EXERCISE: Only the lines holding "warn" are wanted; find them in the listing and return each one.
[INFORMATION SUPPLIED Boundary: Start]
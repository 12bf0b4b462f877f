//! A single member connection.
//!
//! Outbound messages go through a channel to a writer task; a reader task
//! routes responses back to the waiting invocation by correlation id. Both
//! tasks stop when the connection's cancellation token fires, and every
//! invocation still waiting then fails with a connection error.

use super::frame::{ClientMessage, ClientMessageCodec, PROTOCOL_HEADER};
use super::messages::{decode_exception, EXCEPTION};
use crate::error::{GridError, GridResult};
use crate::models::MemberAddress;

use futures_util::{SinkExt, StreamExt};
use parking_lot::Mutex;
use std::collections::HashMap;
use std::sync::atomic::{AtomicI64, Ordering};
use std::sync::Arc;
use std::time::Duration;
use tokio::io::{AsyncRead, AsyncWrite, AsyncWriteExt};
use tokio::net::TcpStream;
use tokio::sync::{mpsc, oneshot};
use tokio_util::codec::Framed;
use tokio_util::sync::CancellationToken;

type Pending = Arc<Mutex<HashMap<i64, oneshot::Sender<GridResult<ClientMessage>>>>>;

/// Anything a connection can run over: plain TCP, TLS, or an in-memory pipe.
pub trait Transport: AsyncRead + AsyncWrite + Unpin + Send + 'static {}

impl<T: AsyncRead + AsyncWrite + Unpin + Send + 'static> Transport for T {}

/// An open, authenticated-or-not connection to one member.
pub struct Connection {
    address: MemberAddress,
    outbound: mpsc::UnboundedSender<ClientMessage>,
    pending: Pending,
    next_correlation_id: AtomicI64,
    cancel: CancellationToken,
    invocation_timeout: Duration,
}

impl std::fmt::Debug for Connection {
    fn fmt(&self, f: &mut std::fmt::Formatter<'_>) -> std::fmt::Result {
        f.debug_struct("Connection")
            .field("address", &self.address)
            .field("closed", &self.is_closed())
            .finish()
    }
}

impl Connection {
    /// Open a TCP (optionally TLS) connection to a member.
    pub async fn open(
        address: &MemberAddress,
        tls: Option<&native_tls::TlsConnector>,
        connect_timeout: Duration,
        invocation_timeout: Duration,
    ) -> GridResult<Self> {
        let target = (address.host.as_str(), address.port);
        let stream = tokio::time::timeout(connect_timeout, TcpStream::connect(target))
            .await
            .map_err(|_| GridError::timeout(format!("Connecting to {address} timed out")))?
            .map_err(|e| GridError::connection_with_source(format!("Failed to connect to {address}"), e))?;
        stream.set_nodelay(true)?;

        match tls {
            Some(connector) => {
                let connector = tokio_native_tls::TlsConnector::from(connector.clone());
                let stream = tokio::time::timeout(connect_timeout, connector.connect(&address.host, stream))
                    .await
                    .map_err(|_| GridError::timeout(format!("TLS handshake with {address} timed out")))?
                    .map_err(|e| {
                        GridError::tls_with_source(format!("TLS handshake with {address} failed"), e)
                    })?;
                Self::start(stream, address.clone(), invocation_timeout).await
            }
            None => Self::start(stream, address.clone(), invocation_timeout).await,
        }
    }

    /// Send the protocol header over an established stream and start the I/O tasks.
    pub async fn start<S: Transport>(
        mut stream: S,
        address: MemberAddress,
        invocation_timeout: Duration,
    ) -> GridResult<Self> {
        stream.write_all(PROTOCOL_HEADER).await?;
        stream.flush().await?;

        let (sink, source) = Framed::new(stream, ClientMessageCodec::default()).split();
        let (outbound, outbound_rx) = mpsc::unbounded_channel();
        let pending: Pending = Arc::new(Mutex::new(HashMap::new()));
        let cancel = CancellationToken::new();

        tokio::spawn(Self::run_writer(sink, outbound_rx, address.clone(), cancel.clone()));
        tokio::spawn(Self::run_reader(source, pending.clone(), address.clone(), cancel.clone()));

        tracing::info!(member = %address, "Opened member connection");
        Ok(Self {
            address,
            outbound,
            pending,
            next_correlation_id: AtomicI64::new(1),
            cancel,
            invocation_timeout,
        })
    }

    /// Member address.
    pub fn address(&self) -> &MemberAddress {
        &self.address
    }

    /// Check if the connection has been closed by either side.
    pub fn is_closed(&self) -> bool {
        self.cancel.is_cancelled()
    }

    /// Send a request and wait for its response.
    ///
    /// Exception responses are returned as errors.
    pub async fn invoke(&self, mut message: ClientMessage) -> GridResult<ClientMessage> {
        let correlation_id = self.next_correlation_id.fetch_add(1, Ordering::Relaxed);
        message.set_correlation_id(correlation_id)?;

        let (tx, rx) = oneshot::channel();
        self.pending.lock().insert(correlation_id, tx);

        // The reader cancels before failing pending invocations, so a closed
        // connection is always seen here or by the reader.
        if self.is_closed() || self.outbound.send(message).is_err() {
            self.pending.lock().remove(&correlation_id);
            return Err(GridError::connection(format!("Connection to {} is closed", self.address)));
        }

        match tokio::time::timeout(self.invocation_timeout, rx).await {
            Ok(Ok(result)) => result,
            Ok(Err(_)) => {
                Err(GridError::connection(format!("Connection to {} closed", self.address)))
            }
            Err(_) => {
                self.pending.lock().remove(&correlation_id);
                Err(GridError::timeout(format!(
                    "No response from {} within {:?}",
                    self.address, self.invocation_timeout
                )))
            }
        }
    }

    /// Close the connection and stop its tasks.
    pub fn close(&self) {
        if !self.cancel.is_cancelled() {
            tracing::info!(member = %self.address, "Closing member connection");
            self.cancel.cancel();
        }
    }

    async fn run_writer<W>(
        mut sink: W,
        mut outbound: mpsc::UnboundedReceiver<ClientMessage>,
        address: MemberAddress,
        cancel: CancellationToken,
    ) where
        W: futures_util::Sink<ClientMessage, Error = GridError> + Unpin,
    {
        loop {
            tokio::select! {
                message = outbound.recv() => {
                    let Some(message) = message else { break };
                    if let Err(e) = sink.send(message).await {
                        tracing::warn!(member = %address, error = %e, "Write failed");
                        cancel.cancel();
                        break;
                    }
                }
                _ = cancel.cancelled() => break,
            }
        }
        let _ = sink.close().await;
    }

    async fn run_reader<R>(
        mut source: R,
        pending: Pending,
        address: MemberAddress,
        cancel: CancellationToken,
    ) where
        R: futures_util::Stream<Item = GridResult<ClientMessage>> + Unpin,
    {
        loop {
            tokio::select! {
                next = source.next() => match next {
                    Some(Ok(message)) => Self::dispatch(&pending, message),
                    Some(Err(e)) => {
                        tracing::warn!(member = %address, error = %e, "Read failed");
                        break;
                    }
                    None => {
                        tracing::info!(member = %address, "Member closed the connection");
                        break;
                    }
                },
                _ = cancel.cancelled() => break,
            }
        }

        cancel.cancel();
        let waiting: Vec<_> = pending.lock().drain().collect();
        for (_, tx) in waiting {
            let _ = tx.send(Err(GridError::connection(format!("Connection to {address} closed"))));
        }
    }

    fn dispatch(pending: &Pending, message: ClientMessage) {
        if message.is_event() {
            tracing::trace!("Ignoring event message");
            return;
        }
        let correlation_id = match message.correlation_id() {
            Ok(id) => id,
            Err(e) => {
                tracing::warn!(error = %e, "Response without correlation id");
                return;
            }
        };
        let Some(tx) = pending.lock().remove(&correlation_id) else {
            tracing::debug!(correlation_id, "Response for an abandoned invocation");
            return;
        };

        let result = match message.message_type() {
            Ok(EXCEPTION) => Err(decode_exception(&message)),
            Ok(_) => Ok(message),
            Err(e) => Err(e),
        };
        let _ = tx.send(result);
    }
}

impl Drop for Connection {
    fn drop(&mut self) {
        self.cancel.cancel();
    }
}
[INFORMATION SUPPLIED Boundary: End]
THE COMPLETED TASK:
                        tracing::warn!(member = %address, error = %e, "Write failed");
                        tracing::warn!(member = %address, error = %e, "Read failed");
                tracing::warn!(error = %e, "Response without correlation id");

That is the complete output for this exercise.